FourFourTwo's 100 Best Football Players in the World 2018
60. Gareth Bale (Real Madrid)
Plagued by injuries for much of his Real Madrid career, Bale is the quintessential riddle, wrapped in a mystery, inside an enigma.
Despite Cristiano Ronaldo’s departure and that overhead kick in the Champions League final, the Welshman is yet to assume CR7’s throne at the Bernabeu. For all the doubts – and there are plenty in Spain – you can’t doubt Bale’s ability, a pure modern footballer who boasts outstanding physical and technical attributes.
That combination will always make him a problem for opponents, and as Real Madrid enter a new post-Zidane era, Bale will never have a better opportunity write his own Blanco legacy. Here’s to a much better 2019. – David Cartlidge
EXCLUSIVE Bale: I should have won the Puskas Award
59. Lucas Hernandez (Atletico Madrid)
Has there been a better low-profile player than Hernandez over the past 12 months? Not content with helping Atletico Madrid clinch the Europa League in May against Marseille – the city where he was born – he then kept the more widely-feted Benjamin Mendy out of France’s World Cup-winning side and ended up as most observers' pick as the tournament’s best left-back.

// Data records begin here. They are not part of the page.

//! Quota-bounded selection of catalog videos.
//!
//! Budget arithmetic: the selection costs `ceil(total_minutes / 60)` whole
//! video-hours, and it fits as long as that cost does not exceed the
//! user's remaining hours. The same check runs when a box is ticked and
//! again when the selection is submitted for transcription.

use thiserror::Error;

use crate::domain::duration::hours_for_minutes;
use crate::domain::{CatalogItem, Quota};

/// A selection needs more video-hours than remain
#[derive(Debug, Clone, Copy, PartialEq, Eq, Error)]
#[error("Selection needs {required_hours} video-hours but only {available_hours} remain")]
pub struct QuotaExceeded {
    pub required_hours: u32,
    pub available_hours: u32,
}

/// Hours needed for `total_minutes`, or [`QuotaExceeded`] when that is
/// more than `hours_left`
pub fn check_budget(total_minutes: u32, hours_left: u32) -> Result<u32, QuotaExceeded> {
    let required_hours = hours_for_minutes(total_minutes);
    if required_hours > hours_left {
        return Err(QuotaExceeded {
            required_hours,
            available_hours: hours_left,
        });
    }
    Ok(required_hours)
}

/// Whether one more video still fits next to what is already selected
pub fn can_add(candidate_minutes: u32, selected_minutes: u32, quota: &Quota) -> bool {
    check_budget(
        selected_minutes.saturating_add(candidate_minutes),
        quota.video_hours_left,
    )
    .is_ok()
}

/// Outcome of a select-all pass
#[derive(Debug, Clone, Copy, Default, PartialEq, Eq)]
pub struct SelectAllReport {
    /// Candidates offered
    pub requested: usize,
    /// Candidates that ended up selected
    pub selected: usize,
}

impl SelectAllReport {
    /// True when some candidates were left out for budget reasons
    pub fn truncated(&self) -> bool {
        self.selected < self.requested
    }
}

/// An ordered set of catalog items the user wants transcribed
#[derive(Debug, Clone, Default)]
pub struct Selection {
    items: Vec<CatalogItem>,
}

impl Selection {
    pub fn new() -> Self {
        Self::default()
    }

    pub fn items(&self) -> &[CatalogItem] {
        &self.items
    }

    pub fn len(&self) -> usize {
        self.items.len()
    }

    pub fn is_empty(&self) -> bool {
        self.items.is_empty()
    }

    pub fn contains(&self, video_id: &str) -> bool {
        self.items.iter().any(|item| item.video_id == video_id)
    }

    pub fn total_minutes(&self) -> u32 {
        self.items
            .iter()
            .fold(0u32, |acc, item| acc.saturating_add(item.duration_in_minutes))
    }

    /// Whole video-hours this selection would cost
    pub fn hours_required(&self) -> u32 {
        hours_for_minutes(self.total_minutes())
    }

    /// Add `item` if it is new and still fits the quota
    pub fn try_add(&mut self, item: CatalogItem, quota: &Quota) -> bool {
        if self.contains(&item.video_id) {
            return false;
        }
        if !can_add(item.duration_in_minutes, self.total_minutes(), quota) {
            return false;
        }
        self.items.push(item);
        true
    }

    pub fn remove(&mut self, video_id: &str) -> Option<CatalogItem> {
        let index = self.items.iter().position(|item| item.video_id == video_id)?;
        Some(self.items.remove(index))
    }

    /// Greedily add candidates in order, skipping any that would overflow
    /// the quota
    pub fn select_all(&mut self, candidates: &[CatalogItem], quota: &Quota) -> SelectAllReport {
        let selected = candidates
            .iter()
            .filter(|item| self.try_add((*item).clone(), quota))
            .count();

        SelectAllReport {
            requested: candidates.len(),
            selected,
        }
    }
}

/// Fresh selection built from `candidates` in order
pub fn select_all(candidates: &[CatalogItem], quota: &Quota) -> (Selection, SelectAllReport) {
    let mut selection = Selection::new();
    let report = selection.select_all(candidates, quota);
    (selection, report)
}

#[cfg(test)]
mod tests {
    use super::*;
    use crate::domain::QuotaDefaults;
    use chrono::Utc;

    fn quota(hours: u32) -> Quota {
        let mut quota = Quota::fresh("a@x.com", &QuotaDefaults::default(), Utc::now());
        quota.video_hours_left = hours;
        quota
    }

    fn item(id: &str, minutes: u32) -> CatalogItem {
        CatalogItem {
            video_id: id.to_string(),
            title: id.to_string(),
            description: String::new(),
            thumbnail_url: None,
            duration_in_minutes: minutes,
        }
    }

    #[test]
    fn test_can_add_boundaries() {
        let q = quota(10);
        // 560 + 30 = 590 min → 10 h
        assert!(can_add(30, 560, &q));
        // 590 + 10 = 600 min → 10 h
        assert!(can_add(10, 590, &q));
        // 600 + 1 min → 11 h
        assert!(!can_add(1, 600, &q));
    }

    #[test]
    fn test_check_budget_reports_shortfall() {
        assert_eq!(check_budget(61, 2), Ok(2));
        assert_eq!(
            check_budget(125, 2),
            Err(QuotaExceeded {
                required_hours: 3,
                available_hours: 2
            })
        );
        assert_eq!(check_budget(0, 0), Ok(0));
    }

    #[test]
    fn test_can_add_is_monotone_in_selection() {
        let q = quota(3);
        let mut last = true;
        for selected in (0..=300).step_by(15) {
            let fits = can_add(20, selected, &q);
            // once false, stays false
            assert!(last || !fits);
            last = fits;
        }
        assert!(!last);
    }

    #[test]
    fn test_try_add_rejects_duplicates_and_overflow() {
        let q = quota(1);
        let mut selection = Selection::new();

        assert!(selection.try_add(item("a", 40), &q));
        assert!(!selection.try_add(item("a", 1), &q));
        assert!(selection.try_add(item("b", 20), &q));
        assert!(!selection.try_add(item("c", 1), &q));

        assert_eq!(selection.total_minutes(), 60);
        assert_eq!(selection.hours_required(), 1);
    }

    #[test]
    fn test_remove_frees_budget() {
        let q = quota(1);
        let mut selection = Selection::new();
        selection.try_add(item("a", 50), &q);

        assert!(!selection.try_add(item("b", 20), &q));
        assert!(selection.remove("a").is_some());
        assert!(selection.try_add(item("b", 20), &q));
        assert!(selection.remove("missing").is_none());
    }

    #[test]
    fn test_select_all_skips_what_does_not_fit() {
        let q = quota(2);
        let candidates = vec![item("a", 70), item("b", 60), item("c", 30), item("d", 20)];

        let (selection, report) = select_all(&candidates, &q);

        // a(70) fits, b would make 130 (3h), c makes 100, d makes 120
        let ids: Vec<_> = selection.items().iter().map(|i| i.video_id.as_str()).collect();
        assert_eq!(ids, vec!["a", "c", "d"]);
        assert_eq!(report.requested, 4);
        assert_eq!(report.selected, 3);
        assert!(report.truncated());
        assert!(selection.hours_required() <= q.video_hours_left);
    }
}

Defensively diligent and more dynamic in possession that many give him credit for, the 22-year-old has taken significant strides towards being a worthy successor to France greats Manuel Amoros and Bixente Lizarazu in his position. – James Eastham
58. Toni Kroos (Real Madrid)
Kroos has never been a playmaker to be flustered, but he hardly covered himself in glory last summer for a hapless German side that crashed out in the World Cup group stage.
There was a phenomenal game-saving rocket against Sweden which looked to have tipped the scales in Die Mannschaft’s favour, but otherwise Kroos was as guilty as everyone else around him in his country’s botched trophy defence.
At least he still sets the standard for his club. Kroos isn’t as deadly from set-pieces as in previous campaigns, and is generally outshone by Ballon d’Or winner Luka Modric, but still helps to ensure that Los Blancos boast a classy engine room capable of going toe-to-toe with the world’s best. He turns 29 in early January and, though his style lends itself to elite-level performance for many years to come, must arrest Madrid’s alarming decline in the second half of 2018/19. – Simon Harrison
57. Jorginho (Chelsea)
Maurizio Sarri was restricted to just a single permanent outfield signing in his first transfer window as Chelsea manager, but there’s probably no one he would have wanted more than Jorginho. OK, apart from Lionel Messi.
The Italian metronome was the man who made things tick for Sarri at Napoli, starting 33 Serie A games in 2017/18 as the Partenopei pushed Juventus all the way in the title race.
It hasn’t taken long for Jorginho to become the Premier League’s most prolific passer – managing 180 of them in a goalless draw at West Ham in September – following his £43m transfer. A deep-lying playmaker who sets the tempo of his team’s attacks, the former Verona man rarely gives possession away. – Greg Lea
56. Mario Mandzukic (Juventus)
It’s been quite a year for Mandzukic. The striker has won a league-and-cup double with Juventus, scored in a World Cup final for Croatia and secured his place in a new attacking trident alongside Paulo Dybala and Cristiano Ronaldo.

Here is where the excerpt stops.